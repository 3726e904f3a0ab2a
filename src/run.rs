//! The event core: priority-ordered dispatch and race-free sleep-arming.
//!
//! Spec.md §1 calls this one of the three hard, tightly coupled
//! subsystems, and §8 Property 3 requires the masked-recheck-before-
//! sleep protocol to be verified. Exposed as a `pub` module from the
//! lib (rather than left inline in the bin crate) so both are directly
//! testable, the way the teacher exposes its dispatch/tick logic from
//! `scheduler.rs` via `pub mod scheduler` in `lib.rs` specifically so
//! its own `#[cfg(test)]` module can exercise it.

use crate::drivers::{button, hw_init};
use crate::events::{EventFlags, BUTTON, WDT};
use crate::fsm;

/// Run the event loop forever: dispatch pending flags in priority
/// order, then arm deep sleep. Never returns.
pub fn run(flags: &EventFlags) -> ! {
    loop {
        tick(flags);
    }
}

/// One iteration of the event loop: dispatch, then arm sleep. Exposed
/// separately from [`run`] so tests can drive a bounded number of
/// iterations instead of an infinite loop.
pub fn tick(flags: &EventFlags) {
    dispatch(flags);
    arm_sleep(flags);
}

/// Service pending flags in priority order: BUTTON before WDT (spec
/// §4.6, §5 — "BUTTON is always observed, and if set, handled, before
/// WDT"). Each flag is cleared only after its handler returns; a flag
/// set by an ISR while the *other* handler is running is picked up
/// this same iteration, but a flag set for the handler that already
/// ran is absorbed — `handle_button`'s own `flags.reset()` during
/// teardown is the usual way this happens (spec §9's documented open
/// question, preserved as-is rather than "fixed").
fn dispatch(flags: &EventFlags) {
    if flags.is_set(BUTTON) {
        button::handle_button(flags);
        flags.clear(BUTTON);
    }
    if flags.is_set(WDT) {
        fsm::run_watering(flags);
        flags.clear(WDT);
    }
}

/// Race-free deep-sleep arming (spec §4.6 steps 1-5 / Property 3): mask
/// interrupts, re-read the flag word, and only actually sleep if
/// nothing is pending. Returns `true` if the CPU entered sleep and
/// `false` if a pending flag aborted the attempt, so tests can observe
/// which branch ran; production code (`tick`) ignores the result.
fn arm_sleep(flags: &EventFlags) -> bool {
    hw_init::disable_interrupts();
    if flags.get() != 0 {
        hw_init::enable_interrupts();
        return false;
    }
    // `sleep_cpu` emits `sei` and the sleep instruction as one inline-
    // asm block, closing the window between the recheck above and
    // entering sleep.
    hw_init::sleep_cpu();
    true
}

#[cfg(test)]
mod tests {
    use super::*;
    use crate::drivers::{hw_init, millis, watchdog};
    use crate::nvstore;
    use crate::pins;

    fn reset_all(flags: &EventFlags) {
        hw_init::sim_reset();
        millis::sim_reset();
        flags.reset();
        hw_init::init_peripherals();
        hw_init::sim_set_external_level(pins::OVERFLOW1_BIT, true);
        hw_init::sim_set_external_level(pins::OVERFLOW2_BIT, true);
    }

    #[test]
    fn no_pending_flags_enters_sleep() {
        let flags = EventFlags::new();
        reset_all(&flags);
        assert!(arm_sleep(&flags));
    }

    #[test]
    fn a_flag_set_just_before_the_recheck_aborts_sleep_instead_of_racing_it() {
        let flags = EventFlags::new();
        reset_all(&flags);
        // Models an ISR posting a flag in the gap before the masked
        // recheck: by the time `arm_sleep` reads the word, it is
        // already set, same as a flag set immediately before `run()`
        // evaluates it (spec §8 Property 3).
        flags.set(WDT);
        assert!(!arm_sleep(&flags));
        // The flag is left pending — the event loop's next iteration
        // runs the handler instead of having slept through it.
        assert!(flags.is_set(WDT));
    }

    #[test]
    fn wdt_only_runs_watering_and_clears_wdt() {
        let flags = EventFlags::new();
        reset_all(&flags);
        nvstore::write_pump_on_seconds(5);
        flags.set(WDT);

        dispatch(&flags);

        assert!(!flags.is_set(WDT));
        assert!(!flags.is_set(BUTTON));
        assert!(hw_init::pin_is_high(pins::PUMP1_BIT));
        assert_eq!(watchdog::remaining_seconds(), 5);
    }

    /// BUTTON is serviced before WDT, and `handle_button`'s own
    /// defensive `flags.reset()` during teardown (spec §4.4 step 4)
    /// absorbs a WDT flag that was pending alongside it — so after one
    /// `dispatch`, only the button's short-press test cycle ran, not
    /// the watchdog's watering step too.
    #[test]
    fn button_is_serviced_before_wdt_and_its_teardown_clears_a_pending_wdt() {
        let flags = EventFlags::new();
        reset_all(&flags);
        watchdog::arm(100, &flags);
        flags.set(WDT);
        flags.set(BUTTON);

        millis::with_ticking_clock(|| {
            let release = button::spawn_release_at(300);
            dispatch(&flags);
            release.join().unwrap();
        });

        assert!(!flags.is_set(BUTTON));
        assert!(!flags.is_set(WDT));
        // The short press ran exactly one test cycle (pump 1 energised
        // via the FSM, not via the WDT path — the watchdog countdown
        // `handle_button` cancelled on entry never reached zero).
        assert!(hw_init::pin_is_high(pins::PUMP1_BIT));
    }
}
//! Virtual long-interval watchdog.
//!
//! Synthesises sleeps of up to ~24 hours from a hardware peripheral
//! whose single-shot intervals are the discrete set {1, 2, 4, 8}
//! seconds, by greedily decomposing the requested duration and
//! chaining hardware wakes.

use core::cell::RefCell;
use critical_section::Mutex;

use crate::config::WDT_INTERVALS_SECONDS;
use crate::error::HaltReason;
use crate::events::{EventFlags, WDT};
use crate::halt;

struct State {
    remaining_seconds: u32,
    current_interval_seconds: u8,
}

static STATE: Mutex<RefCell<State>> = Mutex::new(RefCell::new(State {
    remaining_seconds: 0,
    current_interval_seconds: 0,
}));

/// Largest supported hardware interval that does not exceed `remaining`.
/// `remaining` must be non-zero; calling with zero is an internal
/// invariant violation.
fn largest_supported_interval(remaining: u32) -> u8 {
    for iv in WDT_INTERVALS_SECONDS {
        if (iv as u32) <= remaining {
            return iv;
        }
    }
    halt::halt(HaltReason::IllegalWatchdogInterval)
}

/// Program the hardware watchdog for `interval_seconds`, interrupt
/// (not reset) mode, following the peripheral's documented "timed
/// change sequence": set WDCE and WDE together, then within the
/// bounded window write the prescaler and WDTIE with WDCE and WDE
/// cleared.
fn program_hardware_interval(interval_seconds: u8) {
    #[cfg(target_arch = "avr")]
    unsafe {
        use crate::drivers::hw_init::regs;

        let wdp = match interval_seconds {
            1 => 1 << regs::WDP1,
            2 => (1 << regs::WDP1) | (1 << regs::WDP0),
            4 => 1 << regs::WDP2,
            8 => 1 << regs::WDP3,
            _ => halt::halt(HaltReason::IllegalWatchdogInterval),
        };

        let wdtcr = regs::read_volatile(regs::WDTCR);
        regs::write_volatile(regs::WDTCR, wdtcr | (1 << regs::WDCE) | (1 << regs::WDE));
        regs::write_volatile(regs::WDTCR, (1 << regs::WDTIE) | wdp);
    }
    #[cfg(not(target_arch = "avr"))]
    {
        let _ = interval_seconds;
    }
}

/// Disable the hardware watchdog using the same timed change sequence.
fn disable_hardware_watchdog() {
    #[cfg(target_arch = "avr")]
    unsafe {
        use crate::drivers::hw_init::regs;

        let wdtcr = regs::read_volatile(regs::WDTCR);
        regs::write_volatile(regs::WDTCR, wdtcr | (1 << regs::WDCE) | (1 << regs::WDE));
        regs::write_volatile(regs::WDTCR, 0);
    }
}

/// Internal: must be called with the shared state's critical section
/// already held. Either arms the next hardware interval or, if the
/// countdown has reached zero, disables the hardware watchdog and
/// posts WDT.
fn configure_sleep(cs: critical_section::CriticalSection<'_>, flags: &EventFlags) {
    let mut state = STATE.borrow(cs).borrow_mut();
    if state.remaining_seconds == 0 {
        disable_hardware_watchdog();
        state.current_interval_seconds = 0;
        drop(state);
        flags.set(WDT);
        return;
    }

    let iv = largest_supported_interval(state.remaining_seconds);
    state.current_interval_seconds = iv;
    program_hardware_interval(iv);
}

/// Arm the virtual watchdog for `duration_seconds`. `arm(0)` posts WDT
/// immediately. Calling while already armed replaces the countdown.
pub fn arm(duration_seconds: u32, flags: &EventFlags) {
    critical_section::with(|cs| {
        STATE.borrow(cs).borrow_mut().remaining_seconds = duration_seconds;
        configure_sleep(cs, flags);
    });
}

/// Disable the hardware watchdog and clear the countdown. Does not
/// clear an already-posted WDT flag; callers requiring that must do so
/// separately.
pub fn cancel() {
    critical_section::with(|cs| {
        disable_hardware_watchdog();
        let mut state = STATE.borrow(cs).borrow_mut();
        state.remaining_seconds = 0;
        state.current_interval_seconds = 0;
    });
}

/// Called from the hardware-watchdog interrupt. Saturating-subtracts
/// the interval just consumed from the countdown, then rearms or posts
/// WDT.
pub fn tick(flags: &EventFlags) {
    critical_section::with(|cs| {
        {
            let mut state = STATE.borrow(cs).borrow_mut();
            let consumed = state.current_interval_seconds as u32;
            state.remaining_seconds = state.remaining_seconds.saturating_sub(consumed);
        }
        configure_sleep(cs, flags);
    });
}

/// Host/simulation test hook: the countdown remaining, in seconds.
#[cfg(not(target_arch = "avr"))]
pub fn remaining_seconds() -> u32 {
    critical_section::with(|cs| STATE.borrow(cs).borrow().remaining_seconds)
}

/// Host/simulation test hook: the currently armed hardware interval.
#[cfg(not(target_arch = "avr"))]
pub fn current_interval_seconds() -> u8 {
    critical_section::with(|cs| STATE.borrow(cs).borrow().current_interval_seconds)
}
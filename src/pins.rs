//! GPIO pin assignments for the reference board.
//!
//! Single source of truth — every driver references this module rather
//! than hard-coding pin numbers. Change a pin here and it propagates
//! everywhere. These are parameters of the target board, not of the
//! control logic above them.
//!
//! All pins live on port B of the reference MCU.

/// Momentary push-button, active-low with internal pull-up. Also the
/// pin-change interrupt source.
pub const BUTTON_BIT: u8 = 0;
/// Overflow sensor 1, active-low with internal pull-up ("low" = full).
pub const OVERFLOW1_BIT: u8 = 1;
/// Overflow sensor 2, active-low with internal pull-up ("low" = full).
pub const OVERFLOW2_BIT: u8 = 2;
/// Pump 1 drive output.
pub const PUMP1_BIT: u8 = 3;
/// Pump 2 drive output.
pub const PUMP2_BIT: u8 = 4;

/// Mask of pins configured as outputs at startup (the pump pins).
pub const OUTPUT_MASK: u8 = (1 << PUMP1_BIT) | (1 << PUMP2_BIT);

/// Mask of pins configured as inputs with pull-ups (button + overflow
/// sensors).
pub const INPUT_PULLUP_MASK: u8 = (1 << BUTTON_BIT) | (1 << OVERFLOW1_BIT) | (1 << OVERFLOW2_BIT);

/// Mask of pins that should post the pin-change interrupt.
pub const PCINT_MASK: u8 = 1 << BUTTON_BIT;
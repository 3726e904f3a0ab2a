//! `critical-section` backend for the real target.
//!
//! The `critical-section` crate needs exactly one global implementation
//! per binary. HAL crates usually supply one; this MCU class has none
//! in the dependency graph, so it is hand-rolled here: save the global
//! interrupt-enable bit, `cli`, and restore it on release. Host builds
//! use the crate's own `std`-backed implementation instead (see
//! `Cargo.toml`).

#[cfg(target_arch = "avr")]
mod avr_impl {
    use critical_section::{Impl, RawRestoreState};

    const SREG: *mut u8 = 0x5f as *mut u8;
    const I_BIT: u8 = 7;

    struct AvrCriticalSection;
    critical_section::set_impl!(AvrCriticalSection);

    unsafe impl Impl for AvrCriticalSection {
        unsafe fn acquire() -> RawRestoreState {
            let sreg = unsafe { core::ptr::read_volatile(SREG) };
            unsafe { core::arch::asm!("cli") };
            sreg & (1 << I_BIT) != 0
        }

        unsafe fn release(was_enabled: RawRestoreState) {
            if was_enabled {
                unsafe { core::arch::asm!("sei") };
            }
        }
    }
}
//! Property-based checks of the virtual watchdog's interval schedule
//! over a wide range of requested durations.
//!
//! Runs on host only — proptest is not available for the real target.
#![cfg(not(target_arch = "avr"))]

use std::sync::Mutex;

use plant_friend::config::WDT_INTERVALS_SECONDS;
use plant_friend::drivers::watchdog;
use plant_friend::events::{EventFlags, WDT};
use proptest::prelude::*;

static LOCK: Mutex<()> = Mutex::new(());

fn greedy_decomposition(mut n: u32) -> Vec<u8> {
    let mut out = Vec::new();
    for iv in WDT_INTERVALS_SECONDS {
        while n >= iv as u32 {
            out.push(iv);
            n -= iv as u32;
        }
    }
    out
}

/// Arms the watchdog for `n` seconds and drives `tick()` until WDT
/// posts, recording the interval schedule consumed along the way.
fn run_to_completion(n: u32) -> (u32, Vec<u8>) {
    let flags = EventFlags::new();
    flags.reset();
    watchdog::cancel();
    watchdog::arm(n, &flags);

    let mut sum = 0u32;
    let mut schedule = Vec::new();
    while !flags.is_set(WDT) {
        let iv = watchdog::current_interval_seconds();
        schedule.push(iv);
        sum += iv as u32;
        watchdog::tick(&flags);
    }
    (sum, schedule)
}

proptest! {
    #![proptest_config(ProptestConfig::with_cases(64))]

    /// For every requested duration, the sum of hardware intervals
    /// consumed before WDT posts equals the requested duration exactly.
    #[test]
    fn watchdog_interval_sum_equals_requested_duration(n in 1u32..=(1u32 << 20)) {
        let _guard = LOCK.lock().unwrap_or_else(|e| e.into_inner());
        let (sum, _) = run_to_completion(n);
        prop_assert_eq!(sum, n);
    }

    /// The interval schedule is always the greedy {8, 4, 2, 1}
    /// decomposition of the requested duration, largest first.
    #[test]
    fn watchdog_schedule_matches_greedy_decomposition(n in 1u32..=(1u32 << 20)) {
        let _guard = LOCK.lock().unwrap_or_else(|e| e.into_inner());
        let (_, schedule) = run_to_completion(n);
        let expected = greedy_decomposition(n);
        prop_assert_eq!(schedule, expected);
    }
}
—————
Activity: Each line from the top of the material above through the line containing "subsystems, and §8" must be output exactly, and no other line.

Result of this task:
repository 3726e904f3a0ab2a
filename src/run.rs
//! The event core: priority-ordered dispatch and race-free sleep-arming.
//!
//! Spec.md §1 calls this one of the three hard, tightly coupled
//! subsystems, and §8 Property 3 requires the masked-recheck-before-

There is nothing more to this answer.